> [REQUIRED WORK]
Report every line of the records below that contains the word "args".

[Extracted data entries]
<<<<

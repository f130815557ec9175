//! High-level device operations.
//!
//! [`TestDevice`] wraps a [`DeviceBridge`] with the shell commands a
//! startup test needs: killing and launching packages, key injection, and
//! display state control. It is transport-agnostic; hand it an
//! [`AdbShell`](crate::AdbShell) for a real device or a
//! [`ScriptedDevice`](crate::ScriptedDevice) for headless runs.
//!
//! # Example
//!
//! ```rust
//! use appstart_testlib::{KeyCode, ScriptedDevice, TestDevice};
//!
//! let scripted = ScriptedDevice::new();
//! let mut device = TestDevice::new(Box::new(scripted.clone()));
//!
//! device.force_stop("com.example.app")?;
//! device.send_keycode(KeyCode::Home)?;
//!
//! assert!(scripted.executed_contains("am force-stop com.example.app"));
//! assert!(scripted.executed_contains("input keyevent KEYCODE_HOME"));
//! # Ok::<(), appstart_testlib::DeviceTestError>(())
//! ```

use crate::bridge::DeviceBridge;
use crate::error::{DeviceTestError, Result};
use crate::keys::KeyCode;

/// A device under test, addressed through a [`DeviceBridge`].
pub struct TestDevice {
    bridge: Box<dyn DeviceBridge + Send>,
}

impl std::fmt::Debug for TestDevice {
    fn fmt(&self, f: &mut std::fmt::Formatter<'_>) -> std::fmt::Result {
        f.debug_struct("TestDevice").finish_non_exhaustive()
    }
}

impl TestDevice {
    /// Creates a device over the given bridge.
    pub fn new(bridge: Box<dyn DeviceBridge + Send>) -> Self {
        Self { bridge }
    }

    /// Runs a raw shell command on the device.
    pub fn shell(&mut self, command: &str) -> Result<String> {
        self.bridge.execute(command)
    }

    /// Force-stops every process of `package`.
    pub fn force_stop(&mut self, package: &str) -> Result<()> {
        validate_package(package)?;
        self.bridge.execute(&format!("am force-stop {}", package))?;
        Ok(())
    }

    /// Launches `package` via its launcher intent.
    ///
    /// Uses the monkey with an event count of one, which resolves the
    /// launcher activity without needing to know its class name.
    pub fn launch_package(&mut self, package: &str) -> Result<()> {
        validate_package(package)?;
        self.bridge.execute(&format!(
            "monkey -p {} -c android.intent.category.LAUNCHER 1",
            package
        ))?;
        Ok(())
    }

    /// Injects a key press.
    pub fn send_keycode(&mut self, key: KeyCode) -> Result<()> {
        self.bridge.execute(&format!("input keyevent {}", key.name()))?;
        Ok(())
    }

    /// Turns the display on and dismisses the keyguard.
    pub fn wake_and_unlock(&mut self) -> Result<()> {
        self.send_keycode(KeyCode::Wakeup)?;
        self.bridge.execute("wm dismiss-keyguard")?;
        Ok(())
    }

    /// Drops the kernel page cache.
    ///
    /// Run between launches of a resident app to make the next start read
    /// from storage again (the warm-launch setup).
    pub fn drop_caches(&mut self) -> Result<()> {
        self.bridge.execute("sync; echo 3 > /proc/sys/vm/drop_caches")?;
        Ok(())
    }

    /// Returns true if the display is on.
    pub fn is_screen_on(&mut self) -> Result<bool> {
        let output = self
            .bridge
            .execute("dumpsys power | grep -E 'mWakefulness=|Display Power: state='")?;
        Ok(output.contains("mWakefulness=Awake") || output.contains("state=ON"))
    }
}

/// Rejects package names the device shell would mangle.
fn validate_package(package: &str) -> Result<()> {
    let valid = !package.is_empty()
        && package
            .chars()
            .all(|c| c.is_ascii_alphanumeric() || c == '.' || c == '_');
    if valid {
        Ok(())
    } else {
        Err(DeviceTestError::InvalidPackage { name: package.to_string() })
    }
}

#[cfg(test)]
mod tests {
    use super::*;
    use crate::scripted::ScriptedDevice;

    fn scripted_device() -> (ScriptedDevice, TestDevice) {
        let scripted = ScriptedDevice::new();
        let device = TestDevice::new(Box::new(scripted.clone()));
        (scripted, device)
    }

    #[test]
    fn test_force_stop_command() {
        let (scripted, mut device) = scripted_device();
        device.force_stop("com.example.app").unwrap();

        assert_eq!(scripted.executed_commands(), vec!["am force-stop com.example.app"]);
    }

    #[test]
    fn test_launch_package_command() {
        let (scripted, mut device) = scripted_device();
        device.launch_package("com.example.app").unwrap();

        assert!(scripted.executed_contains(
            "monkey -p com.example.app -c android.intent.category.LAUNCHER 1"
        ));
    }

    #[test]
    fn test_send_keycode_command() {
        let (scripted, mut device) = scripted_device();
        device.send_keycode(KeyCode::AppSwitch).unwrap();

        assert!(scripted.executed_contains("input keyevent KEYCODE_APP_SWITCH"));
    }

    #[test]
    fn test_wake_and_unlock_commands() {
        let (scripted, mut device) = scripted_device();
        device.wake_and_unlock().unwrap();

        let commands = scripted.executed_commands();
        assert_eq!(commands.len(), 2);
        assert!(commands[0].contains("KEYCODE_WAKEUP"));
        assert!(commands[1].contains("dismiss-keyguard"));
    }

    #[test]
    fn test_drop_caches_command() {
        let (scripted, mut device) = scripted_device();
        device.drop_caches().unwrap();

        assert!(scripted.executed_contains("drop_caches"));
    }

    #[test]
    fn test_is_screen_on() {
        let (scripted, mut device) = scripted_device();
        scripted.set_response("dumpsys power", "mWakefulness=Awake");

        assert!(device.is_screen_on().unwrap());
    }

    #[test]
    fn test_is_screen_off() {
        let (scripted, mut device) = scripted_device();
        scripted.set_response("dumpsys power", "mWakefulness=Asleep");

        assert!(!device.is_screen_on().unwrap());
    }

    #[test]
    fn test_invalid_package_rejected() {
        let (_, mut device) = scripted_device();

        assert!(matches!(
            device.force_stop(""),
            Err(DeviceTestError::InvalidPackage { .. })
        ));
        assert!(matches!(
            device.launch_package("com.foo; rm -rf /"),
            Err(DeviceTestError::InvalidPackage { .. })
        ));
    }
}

>>>>
<<<<

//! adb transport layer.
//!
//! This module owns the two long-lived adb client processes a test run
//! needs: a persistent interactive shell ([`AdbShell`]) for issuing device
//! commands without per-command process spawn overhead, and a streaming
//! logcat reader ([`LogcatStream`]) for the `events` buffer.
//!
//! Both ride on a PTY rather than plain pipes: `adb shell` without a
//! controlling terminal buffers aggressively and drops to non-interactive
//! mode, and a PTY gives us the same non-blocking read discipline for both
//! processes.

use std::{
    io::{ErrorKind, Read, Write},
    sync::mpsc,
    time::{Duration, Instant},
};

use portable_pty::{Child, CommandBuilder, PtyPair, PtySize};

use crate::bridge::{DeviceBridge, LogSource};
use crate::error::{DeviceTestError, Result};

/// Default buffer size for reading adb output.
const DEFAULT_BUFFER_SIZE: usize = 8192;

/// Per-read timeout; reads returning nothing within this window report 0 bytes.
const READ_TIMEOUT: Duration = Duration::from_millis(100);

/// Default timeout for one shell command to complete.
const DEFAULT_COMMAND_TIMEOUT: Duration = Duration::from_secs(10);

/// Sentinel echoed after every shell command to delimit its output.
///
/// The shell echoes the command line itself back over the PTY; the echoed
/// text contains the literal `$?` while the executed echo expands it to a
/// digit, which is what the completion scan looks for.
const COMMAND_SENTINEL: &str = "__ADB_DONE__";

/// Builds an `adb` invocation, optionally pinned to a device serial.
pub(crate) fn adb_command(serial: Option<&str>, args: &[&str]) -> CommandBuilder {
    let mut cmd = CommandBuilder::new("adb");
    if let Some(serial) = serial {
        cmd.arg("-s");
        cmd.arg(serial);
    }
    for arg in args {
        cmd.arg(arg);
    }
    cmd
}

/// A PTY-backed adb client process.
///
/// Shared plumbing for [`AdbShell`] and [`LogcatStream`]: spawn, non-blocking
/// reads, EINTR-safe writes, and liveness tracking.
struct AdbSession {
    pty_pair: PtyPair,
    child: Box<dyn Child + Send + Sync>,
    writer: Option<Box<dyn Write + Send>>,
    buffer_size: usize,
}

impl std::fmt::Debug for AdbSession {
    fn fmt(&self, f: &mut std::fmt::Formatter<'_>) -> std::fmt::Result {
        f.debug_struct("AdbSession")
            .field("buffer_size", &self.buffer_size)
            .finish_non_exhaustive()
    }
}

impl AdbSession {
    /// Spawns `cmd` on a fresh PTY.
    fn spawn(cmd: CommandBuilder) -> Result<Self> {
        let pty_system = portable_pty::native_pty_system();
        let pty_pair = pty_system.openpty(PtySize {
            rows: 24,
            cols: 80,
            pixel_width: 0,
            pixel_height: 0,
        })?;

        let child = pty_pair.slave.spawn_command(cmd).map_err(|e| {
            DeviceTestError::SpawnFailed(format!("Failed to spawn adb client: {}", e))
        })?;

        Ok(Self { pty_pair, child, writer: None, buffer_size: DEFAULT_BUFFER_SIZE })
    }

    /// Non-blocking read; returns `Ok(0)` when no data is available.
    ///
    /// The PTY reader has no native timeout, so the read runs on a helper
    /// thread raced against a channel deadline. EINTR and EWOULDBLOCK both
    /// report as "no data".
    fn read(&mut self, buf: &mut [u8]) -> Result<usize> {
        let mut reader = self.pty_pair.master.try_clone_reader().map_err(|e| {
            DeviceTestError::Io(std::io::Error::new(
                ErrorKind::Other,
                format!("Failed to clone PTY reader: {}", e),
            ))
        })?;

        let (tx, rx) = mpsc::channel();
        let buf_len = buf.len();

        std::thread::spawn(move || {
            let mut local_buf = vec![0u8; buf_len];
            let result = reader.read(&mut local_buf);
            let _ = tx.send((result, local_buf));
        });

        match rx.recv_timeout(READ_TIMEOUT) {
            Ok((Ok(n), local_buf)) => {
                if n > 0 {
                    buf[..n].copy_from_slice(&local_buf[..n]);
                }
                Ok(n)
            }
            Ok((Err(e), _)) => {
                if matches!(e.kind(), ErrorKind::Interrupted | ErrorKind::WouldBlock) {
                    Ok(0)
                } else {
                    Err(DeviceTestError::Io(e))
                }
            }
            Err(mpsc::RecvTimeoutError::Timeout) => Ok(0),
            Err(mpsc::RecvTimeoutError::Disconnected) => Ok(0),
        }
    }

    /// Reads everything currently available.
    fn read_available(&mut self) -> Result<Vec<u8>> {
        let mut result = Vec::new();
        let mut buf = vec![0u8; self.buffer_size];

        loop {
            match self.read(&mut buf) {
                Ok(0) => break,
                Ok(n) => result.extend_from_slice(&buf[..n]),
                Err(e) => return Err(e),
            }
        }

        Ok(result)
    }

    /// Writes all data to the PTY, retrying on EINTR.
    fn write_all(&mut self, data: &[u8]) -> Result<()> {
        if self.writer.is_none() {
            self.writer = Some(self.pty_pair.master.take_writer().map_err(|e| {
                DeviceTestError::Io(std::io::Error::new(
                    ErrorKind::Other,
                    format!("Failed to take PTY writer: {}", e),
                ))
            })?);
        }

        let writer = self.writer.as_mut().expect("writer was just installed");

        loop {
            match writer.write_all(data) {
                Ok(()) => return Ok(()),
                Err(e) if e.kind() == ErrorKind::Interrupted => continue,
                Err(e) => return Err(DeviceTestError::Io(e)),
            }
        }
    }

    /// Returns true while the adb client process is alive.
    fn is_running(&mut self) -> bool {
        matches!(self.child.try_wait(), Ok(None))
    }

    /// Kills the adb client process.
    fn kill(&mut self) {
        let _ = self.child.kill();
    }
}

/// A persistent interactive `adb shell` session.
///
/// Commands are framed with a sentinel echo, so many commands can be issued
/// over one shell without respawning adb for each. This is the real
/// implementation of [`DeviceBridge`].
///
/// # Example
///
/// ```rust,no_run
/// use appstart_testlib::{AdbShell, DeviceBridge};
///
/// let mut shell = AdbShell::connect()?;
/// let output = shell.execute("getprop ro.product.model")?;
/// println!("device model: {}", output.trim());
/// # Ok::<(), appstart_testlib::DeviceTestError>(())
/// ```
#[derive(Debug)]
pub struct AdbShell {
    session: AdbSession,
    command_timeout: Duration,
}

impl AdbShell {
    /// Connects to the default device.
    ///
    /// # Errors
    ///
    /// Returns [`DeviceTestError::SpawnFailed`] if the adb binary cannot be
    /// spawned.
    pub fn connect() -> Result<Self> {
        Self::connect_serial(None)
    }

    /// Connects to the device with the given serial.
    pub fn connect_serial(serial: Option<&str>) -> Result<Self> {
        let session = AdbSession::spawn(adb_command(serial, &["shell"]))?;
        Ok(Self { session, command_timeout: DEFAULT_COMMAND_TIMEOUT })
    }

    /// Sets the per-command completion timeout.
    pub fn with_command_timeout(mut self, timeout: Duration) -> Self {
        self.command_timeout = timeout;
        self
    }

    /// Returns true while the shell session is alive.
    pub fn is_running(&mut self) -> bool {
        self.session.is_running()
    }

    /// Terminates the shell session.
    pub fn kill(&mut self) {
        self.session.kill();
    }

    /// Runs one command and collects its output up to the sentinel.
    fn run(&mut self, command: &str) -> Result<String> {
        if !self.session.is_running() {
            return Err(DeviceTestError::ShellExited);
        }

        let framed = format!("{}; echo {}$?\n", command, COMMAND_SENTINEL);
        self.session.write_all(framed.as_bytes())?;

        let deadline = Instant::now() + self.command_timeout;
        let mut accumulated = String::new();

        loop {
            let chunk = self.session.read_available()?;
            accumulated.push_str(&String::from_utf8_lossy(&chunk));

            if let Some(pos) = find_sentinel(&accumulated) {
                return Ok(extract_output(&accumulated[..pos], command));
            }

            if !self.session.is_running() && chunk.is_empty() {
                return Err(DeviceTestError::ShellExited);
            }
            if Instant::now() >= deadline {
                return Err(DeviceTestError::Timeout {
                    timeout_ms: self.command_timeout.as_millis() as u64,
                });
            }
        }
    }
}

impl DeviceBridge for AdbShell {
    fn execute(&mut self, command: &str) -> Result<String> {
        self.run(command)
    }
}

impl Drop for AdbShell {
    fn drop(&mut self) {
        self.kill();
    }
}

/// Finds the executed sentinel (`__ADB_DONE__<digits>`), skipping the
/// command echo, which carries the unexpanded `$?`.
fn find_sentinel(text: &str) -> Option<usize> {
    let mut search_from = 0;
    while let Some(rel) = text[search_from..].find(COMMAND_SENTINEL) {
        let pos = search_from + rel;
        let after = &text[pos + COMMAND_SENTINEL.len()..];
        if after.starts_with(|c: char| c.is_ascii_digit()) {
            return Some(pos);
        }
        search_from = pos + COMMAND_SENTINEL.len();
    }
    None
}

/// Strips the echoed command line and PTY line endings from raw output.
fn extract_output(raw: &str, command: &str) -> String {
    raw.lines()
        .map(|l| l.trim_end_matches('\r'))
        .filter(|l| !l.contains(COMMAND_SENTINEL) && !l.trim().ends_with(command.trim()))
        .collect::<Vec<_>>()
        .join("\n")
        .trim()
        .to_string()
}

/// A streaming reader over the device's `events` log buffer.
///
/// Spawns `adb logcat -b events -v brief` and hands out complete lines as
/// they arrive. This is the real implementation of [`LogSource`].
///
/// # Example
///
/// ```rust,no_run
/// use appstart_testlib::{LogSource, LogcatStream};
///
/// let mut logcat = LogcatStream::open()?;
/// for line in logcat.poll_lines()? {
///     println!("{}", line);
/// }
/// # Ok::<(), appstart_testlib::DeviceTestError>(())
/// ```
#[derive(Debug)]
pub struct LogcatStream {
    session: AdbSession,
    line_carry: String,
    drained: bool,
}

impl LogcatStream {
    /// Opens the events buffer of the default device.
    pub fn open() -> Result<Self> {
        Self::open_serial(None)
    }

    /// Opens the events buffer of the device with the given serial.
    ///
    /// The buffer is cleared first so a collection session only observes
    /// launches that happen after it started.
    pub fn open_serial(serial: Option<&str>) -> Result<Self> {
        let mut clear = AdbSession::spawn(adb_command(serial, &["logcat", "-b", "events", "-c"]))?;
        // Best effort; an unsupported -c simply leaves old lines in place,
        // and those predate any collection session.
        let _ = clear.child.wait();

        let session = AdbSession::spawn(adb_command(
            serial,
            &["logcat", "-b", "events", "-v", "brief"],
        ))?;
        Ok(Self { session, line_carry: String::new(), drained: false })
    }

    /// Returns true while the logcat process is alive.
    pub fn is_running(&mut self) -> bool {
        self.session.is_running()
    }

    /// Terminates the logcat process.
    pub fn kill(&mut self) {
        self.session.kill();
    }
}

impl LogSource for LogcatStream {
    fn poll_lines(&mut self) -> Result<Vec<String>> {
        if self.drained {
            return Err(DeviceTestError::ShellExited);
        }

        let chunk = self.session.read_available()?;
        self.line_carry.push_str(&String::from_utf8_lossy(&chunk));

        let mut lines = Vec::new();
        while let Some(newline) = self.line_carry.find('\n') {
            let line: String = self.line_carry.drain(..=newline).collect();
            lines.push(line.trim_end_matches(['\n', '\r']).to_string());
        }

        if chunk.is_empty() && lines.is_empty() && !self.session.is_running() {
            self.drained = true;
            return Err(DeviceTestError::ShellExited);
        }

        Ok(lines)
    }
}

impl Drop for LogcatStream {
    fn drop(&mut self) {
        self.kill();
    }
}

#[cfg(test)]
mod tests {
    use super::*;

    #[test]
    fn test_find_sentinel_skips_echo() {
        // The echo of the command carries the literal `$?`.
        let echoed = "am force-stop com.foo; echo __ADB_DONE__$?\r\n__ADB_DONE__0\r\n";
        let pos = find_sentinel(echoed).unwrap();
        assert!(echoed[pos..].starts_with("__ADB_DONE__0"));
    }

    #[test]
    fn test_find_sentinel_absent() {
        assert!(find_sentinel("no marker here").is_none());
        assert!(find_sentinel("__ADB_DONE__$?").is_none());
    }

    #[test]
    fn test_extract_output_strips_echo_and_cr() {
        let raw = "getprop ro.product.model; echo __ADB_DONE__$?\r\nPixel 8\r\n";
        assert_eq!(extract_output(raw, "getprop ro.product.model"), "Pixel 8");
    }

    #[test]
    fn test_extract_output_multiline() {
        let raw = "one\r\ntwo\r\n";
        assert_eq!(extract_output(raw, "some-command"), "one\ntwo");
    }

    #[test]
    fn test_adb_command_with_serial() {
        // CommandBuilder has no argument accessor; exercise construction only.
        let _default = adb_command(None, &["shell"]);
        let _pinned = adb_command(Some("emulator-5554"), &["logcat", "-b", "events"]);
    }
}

>>>>

> [FINISHED TASK]
pub(crate) fn adb_command(serial: Option<&str>, args: &[&str]) -> CommandBuilder {
    for arg in args {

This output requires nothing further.